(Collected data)
------------------------------
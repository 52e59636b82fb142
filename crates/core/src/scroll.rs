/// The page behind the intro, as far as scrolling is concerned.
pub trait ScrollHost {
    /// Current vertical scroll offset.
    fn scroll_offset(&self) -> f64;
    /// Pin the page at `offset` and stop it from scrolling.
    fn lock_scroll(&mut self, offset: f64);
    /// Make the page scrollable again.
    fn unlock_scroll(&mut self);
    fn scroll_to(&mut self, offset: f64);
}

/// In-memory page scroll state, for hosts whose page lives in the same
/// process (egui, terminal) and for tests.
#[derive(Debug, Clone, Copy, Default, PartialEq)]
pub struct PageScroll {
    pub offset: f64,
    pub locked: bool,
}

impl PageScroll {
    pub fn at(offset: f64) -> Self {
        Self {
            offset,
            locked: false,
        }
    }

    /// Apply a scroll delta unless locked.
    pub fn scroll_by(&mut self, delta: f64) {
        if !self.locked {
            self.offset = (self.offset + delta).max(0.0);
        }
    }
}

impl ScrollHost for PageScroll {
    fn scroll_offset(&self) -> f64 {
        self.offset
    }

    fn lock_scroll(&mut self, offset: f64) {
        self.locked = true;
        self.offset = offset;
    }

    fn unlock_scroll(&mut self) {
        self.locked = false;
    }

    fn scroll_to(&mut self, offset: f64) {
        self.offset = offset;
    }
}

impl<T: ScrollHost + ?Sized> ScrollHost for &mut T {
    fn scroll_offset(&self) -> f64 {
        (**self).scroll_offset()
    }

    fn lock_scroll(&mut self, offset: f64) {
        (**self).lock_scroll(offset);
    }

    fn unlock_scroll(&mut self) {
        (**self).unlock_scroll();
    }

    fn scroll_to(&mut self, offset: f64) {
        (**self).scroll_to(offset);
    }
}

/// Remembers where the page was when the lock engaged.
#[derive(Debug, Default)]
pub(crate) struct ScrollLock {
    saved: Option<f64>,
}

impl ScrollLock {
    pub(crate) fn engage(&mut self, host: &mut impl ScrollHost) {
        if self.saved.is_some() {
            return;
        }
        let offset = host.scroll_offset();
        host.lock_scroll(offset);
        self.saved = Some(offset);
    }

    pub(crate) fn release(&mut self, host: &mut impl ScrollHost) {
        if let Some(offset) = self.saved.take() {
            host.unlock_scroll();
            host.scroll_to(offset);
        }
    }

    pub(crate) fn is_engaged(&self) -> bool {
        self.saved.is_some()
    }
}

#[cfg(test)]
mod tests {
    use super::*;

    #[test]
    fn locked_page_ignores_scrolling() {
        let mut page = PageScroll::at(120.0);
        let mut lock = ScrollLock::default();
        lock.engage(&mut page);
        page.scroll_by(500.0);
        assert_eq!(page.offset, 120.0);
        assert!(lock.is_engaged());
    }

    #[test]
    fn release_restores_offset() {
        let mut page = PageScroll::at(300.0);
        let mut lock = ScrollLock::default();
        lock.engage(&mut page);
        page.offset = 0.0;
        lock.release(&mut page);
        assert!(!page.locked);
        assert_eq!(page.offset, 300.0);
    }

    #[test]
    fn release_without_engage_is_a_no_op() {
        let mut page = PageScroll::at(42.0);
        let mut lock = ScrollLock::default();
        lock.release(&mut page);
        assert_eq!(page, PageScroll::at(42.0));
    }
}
------------------------------
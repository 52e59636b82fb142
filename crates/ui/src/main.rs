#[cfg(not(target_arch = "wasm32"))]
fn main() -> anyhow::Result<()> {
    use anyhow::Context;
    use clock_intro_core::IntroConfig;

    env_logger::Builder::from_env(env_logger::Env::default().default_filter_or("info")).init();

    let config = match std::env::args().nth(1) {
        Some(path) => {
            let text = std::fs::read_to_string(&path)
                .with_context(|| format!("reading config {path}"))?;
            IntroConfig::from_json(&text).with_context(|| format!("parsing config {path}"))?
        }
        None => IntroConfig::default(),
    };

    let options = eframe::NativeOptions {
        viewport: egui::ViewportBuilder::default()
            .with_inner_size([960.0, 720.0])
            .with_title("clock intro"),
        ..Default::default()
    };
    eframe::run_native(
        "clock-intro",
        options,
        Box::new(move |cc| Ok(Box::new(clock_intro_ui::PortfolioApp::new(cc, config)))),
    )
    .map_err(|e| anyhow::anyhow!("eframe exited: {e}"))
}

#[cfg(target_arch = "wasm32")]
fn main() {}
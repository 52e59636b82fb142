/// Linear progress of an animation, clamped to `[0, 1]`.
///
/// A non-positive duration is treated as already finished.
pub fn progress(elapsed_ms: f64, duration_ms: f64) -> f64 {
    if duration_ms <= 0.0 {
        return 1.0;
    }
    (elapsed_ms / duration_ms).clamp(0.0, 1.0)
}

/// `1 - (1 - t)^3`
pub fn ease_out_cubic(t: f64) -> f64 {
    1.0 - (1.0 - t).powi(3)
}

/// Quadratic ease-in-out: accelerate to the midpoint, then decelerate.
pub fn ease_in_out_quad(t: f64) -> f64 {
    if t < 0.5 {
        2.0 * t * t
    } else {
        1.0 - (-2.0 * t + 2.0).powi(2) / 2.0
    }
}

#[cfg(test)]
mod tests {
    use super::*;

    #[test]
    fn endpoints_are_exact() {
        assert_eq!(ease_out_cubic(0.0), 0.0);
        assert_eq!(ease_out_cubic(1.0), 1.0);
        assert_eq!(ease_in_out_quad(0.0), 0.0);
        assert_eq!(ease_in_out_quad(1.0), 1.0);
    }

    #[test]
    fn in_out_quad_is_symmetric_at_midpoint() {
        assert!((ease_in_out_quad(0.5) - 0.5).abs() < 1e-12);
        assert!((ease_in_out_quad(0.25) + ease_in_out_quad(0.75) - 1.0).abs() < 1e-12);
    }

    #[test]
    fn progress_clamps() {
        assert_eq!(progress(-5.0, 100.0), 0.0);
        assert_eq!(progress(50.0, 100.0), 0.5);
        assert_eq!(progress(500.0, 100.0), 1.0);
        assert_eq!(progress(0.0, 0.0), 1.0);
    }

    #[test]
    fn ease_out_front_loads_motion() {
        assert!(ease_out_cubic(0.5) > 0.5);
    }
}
------------------------------
• **What this task involves**: When a line of the records has the word "bool", pick it out and copy it.

• **Exercise solution**:
    pub locked: bool,
    pub(crate) fn is_engaged(&self) -> bool {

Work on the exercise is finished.